Which lines in the entries below contain the string "Parser"? Show each of them in full.
RECORD EXTRACTS: Begin
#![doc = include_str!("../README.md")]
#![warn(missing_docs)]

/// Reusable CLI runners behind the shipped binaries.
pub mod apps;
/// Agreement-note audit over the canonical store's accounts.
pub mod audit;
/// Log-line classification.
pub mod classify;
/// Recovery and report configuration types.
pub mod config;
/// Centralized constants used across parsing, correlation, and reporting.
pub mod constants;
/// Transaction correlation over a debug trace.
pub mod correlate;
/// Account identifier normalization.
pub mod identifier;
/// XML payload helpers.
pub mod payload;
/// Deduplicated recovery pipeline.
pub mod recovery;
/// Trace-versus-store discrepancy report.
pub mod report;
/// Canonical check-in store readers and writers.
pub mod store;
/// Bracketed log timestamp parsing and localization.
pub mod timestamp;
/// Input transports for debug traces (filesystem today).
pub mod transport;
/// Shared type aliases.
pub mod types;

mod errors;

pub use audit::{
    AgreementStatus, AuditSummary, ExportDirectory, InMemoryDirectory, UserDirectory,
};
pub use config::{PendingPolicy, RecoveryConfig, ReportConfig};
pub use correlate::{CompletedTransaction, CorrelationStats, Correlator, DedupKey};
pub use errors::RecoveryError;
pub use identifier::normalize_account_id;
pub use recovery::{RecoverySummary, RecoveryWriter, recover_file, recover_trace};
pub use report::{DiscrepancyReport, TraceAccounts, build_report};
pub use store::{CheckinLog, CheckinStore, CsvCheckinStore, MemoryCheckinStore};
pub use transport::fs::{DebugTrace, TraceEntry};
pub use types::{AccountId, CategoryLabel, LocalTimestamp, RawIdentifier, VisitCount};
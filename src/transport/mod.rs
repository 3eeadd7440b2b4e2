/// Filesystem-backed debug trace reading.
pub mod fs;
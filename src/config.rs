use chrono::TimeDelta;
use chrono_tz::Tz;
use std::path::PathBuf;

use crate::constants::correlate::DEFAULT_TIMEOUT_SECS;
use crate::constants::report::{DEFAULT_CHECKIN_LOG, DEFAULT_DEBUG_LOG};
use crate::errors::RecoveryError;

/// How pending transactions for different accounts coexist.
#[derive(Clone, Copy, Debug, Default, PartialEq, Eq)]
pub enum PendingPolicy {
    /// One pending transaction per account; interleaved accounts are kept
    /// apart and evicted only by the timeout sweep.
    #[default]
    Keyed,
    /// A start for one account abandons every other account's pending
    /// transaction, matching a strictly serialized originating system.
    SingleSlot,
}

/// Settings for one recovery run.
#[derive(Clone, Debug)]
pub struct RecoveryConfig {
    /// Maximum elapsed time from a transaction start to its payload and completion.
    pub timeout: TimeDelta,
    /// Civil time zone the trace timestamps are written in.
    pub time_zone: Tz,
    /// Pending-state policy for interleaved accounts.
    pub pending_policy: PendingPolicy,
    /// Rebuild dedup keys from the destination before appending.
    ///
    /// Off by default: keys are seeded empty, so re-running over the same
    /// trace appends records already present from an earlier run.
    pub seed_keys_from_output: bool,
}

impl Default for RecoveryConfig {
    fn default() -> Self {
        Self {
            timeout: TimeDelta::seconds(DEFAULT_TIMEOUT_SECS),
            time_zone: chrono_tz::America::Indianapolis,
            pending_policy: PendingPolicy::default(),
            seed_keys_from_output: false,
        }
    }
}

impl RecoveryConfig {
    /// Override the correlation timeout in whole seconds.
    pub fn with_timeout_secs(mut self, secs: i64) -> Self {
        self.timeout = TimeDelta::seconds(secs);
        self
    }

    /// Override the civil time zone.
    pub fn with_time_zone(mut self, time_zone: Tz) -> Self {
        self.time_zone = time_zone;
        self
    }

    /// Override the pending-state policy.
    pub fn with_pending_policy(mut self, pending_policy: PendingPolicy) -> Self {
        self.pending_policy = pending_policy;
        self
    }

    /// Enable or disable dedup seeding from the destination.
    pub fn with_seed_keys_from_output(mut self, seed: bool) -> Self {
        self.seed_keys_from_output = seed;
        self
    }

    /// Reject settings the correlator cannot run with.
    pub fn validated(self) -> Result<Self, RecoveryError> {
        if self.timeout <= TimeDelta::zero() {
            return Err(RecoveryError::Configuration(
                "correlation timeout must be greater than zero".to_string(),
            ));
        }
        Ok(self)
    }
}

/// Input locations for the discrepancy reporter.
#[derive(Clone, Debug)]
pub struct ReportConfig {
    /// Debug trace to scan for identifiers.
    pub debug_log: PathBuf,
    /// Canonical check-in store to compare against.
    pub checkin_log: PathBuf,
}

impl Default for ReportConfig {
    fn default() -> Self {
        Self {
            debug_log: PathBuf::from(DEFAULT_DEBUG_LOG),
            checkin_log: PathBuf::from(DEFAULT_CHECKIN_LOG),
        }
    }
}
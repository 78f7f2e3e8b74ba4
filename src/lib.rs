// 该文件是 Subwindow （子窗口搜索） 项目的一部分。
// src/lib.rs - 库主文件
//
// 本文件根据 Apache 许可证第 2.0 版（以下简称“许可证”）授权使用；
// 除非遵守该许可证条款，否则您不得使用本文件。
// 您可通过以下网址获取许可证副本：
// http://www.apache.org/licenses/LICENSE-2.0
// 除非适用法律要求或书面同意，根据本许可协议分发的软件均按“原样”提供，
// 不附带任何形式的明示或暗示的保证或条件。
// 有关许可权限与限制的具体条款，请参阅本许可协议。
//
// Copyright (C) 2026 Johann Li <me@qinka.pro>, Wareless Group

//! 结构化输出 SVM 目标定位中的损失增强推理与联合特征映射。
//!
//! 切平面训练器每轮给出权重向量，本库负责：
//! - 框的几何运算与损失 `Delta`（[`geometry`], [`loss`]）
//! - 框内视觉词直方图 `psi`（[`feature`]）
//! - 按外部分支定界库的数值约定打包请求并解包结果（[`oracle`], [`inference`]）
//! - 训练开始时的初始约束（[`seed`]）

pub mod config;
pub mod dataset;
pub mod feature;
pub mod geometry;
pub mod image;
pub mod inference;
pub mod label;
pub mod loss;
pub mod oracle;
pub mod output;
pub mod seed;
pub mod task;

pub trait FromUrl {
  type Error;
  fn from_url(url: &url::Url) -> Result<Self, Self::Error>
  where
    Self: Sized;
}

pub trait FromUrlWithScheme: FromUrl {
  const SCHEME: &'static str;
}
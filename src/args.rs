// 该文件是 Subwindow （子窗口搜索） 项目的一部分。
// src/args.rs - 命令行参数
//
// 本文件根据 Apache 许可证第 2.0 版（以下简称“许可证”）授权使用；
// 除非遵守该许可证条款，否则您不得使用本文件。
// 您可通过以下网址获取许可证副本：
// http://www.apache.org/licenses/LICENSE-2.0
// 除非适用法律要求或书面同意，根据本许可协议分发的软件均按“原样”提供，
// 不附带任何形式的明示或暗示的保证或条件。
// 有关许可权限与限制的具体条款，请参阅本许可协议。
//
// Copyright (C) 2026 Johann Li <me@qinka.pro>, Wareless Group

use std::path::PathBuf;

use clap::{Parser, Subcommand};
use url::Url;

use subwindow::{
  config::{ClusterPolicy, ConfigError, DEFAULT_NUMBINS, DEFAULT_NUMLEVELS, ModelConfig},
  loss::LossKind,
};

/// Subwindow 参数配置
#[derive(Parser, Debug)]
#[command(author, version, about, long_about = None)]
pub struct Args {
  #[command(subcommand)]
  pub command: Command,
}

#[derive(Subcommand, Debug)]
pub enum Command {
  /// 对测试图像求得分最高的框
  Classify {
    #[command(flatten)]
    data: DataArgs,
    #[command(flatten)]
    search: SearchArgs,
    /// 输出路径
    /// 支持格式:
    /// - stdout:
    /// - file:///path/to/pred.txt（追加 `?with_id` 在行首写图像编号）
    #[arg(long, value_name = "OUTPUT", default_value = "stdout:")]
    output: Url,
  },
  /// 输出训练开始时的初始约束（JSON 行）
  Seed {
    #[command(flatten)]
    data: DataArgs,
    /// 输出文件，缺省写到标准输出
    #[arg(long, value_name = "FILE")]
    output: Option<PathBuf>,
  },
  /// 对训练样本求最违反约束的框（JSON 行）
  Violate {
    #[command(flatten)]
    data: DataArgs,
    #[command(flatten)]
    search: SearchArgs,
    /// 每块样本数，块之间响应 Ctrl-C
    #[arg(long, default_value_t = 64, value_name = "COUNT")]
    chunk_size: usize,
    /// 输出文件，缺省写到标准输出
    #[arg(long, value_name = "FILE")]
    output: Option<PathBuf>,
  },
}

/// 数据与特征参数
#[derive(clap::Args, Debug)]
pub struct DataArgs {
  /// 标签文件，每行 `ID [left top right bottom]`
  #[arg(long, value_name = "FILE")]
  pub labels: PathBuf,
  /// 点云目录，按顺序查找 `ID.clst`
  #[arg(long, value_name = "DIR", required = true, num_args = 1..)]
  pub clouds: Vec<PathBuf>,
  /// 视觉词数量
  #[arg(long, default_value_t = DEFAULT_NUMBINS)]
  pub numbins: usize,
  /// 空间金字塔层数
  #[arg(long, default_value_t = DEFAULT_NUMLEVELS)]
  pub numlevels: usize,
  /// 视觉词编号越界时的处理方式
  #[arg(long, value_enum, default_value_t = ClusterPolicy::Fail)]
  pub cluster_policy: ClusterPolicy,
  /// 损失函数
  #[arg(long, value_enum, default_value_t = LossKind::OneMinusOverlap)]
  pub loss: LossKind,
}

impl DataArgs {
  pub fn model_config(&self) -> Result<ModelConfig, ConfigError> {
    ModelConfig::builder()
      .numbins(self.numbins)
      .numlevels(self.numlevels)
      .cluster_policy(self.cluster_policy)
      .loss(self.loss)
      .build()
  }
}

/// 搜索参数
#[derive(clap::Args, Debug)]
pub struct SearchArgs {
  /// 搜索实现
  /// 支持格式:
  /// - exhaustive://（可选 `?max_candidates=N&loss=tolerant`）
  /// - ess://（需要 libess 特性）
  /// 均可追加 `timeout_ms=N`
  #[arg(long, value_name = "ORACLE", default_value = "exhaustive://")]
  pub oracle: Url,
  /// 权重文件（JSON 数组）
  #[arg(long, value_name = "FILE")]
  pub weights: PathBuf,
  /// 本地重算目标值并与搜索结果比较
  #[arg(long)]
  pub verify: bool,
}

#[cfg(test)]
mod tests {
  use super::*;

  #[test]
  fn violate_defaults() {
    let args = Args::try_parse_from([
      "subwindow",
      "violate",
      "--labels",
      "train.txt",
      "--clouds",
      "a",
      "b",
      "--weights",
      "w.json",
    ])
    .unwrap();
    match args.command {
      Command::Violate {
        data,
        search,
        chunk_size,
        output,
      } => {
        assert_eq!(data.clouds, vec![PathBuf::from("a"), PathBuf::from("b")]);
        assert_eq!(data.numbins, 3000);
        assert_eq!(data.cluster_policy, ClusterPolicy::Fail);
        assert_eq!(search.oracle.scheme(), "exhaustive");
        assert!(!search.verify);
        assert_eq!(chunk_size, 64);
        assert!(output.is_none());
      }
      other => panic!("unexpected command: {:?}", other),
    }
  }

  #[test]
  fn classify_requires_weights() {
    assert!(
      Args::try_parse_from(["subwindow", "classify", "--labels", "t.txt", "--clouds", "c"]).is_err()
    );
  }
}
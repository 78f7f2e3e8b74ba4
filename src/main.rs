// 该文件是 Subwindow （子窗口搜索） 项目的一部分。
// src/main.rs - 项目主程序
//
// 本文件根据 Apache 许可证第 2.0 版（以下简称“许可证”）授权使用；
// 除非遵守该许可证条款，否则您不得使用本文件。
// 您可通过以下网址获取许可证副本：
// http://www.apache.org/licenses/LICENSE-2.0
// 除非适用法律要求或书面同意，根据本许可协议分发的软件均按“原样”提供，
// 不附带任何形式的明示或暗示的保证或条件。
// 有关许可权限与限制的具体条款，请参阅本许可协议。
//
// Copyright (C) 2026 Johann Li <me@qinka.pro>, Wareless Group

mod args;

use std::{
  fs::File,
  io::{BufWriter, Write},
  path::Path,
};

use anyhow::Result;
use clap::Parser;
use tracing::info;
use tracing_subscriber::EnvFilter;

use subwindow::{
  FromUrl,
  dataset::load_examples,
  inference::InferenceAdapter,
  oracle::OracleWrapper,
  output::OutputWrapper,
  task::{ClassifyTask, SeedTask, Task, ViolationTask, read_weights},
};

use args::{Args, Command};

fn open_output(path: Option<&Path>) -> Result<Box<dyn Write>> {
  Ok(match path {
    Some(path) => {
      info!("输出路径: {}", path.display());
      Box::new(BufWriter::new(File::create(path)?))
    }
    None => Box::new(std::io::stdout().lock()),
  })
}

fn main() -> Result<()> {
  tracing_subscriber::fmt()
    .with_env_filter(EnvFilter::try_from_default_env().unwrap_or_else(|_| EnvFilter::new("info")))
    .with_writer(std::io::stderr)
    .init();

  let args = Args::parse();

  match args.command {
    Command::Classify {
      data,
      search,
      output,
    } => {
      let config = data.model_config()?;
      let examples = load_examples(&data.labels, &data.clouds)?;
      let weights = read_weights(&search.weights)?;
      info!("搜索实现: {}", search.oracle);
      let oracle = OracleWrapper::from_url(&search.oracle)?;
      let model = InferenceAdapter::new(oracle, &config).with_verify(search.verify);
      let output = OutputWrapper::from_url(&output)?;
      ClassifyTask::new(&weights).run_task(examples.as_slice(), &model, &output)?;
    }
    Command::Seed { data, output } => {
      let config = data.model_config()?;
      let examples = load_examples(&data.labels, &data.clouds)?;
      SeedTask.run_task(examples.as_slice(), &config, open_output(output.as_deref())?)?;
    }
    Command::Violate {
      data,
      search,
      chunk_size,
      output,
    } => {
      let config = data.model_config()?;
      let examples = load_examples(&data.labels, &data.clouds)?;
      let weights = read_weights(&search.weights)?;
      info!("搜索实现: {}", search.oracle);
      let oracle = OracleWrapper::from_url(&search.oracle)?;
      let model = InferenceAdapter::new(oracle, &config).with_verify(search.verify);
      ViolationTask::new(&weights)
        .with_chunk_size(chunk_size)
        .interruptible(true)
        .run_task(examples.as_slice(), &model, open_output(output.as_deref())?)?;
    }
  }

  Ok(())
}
RECORD EXTRACTS: End
= ANSWER TO THIS PROBLEM =
use clap::{Parser, Subcommand};
#[derive(Parser, Debug)]
use clap::Parser;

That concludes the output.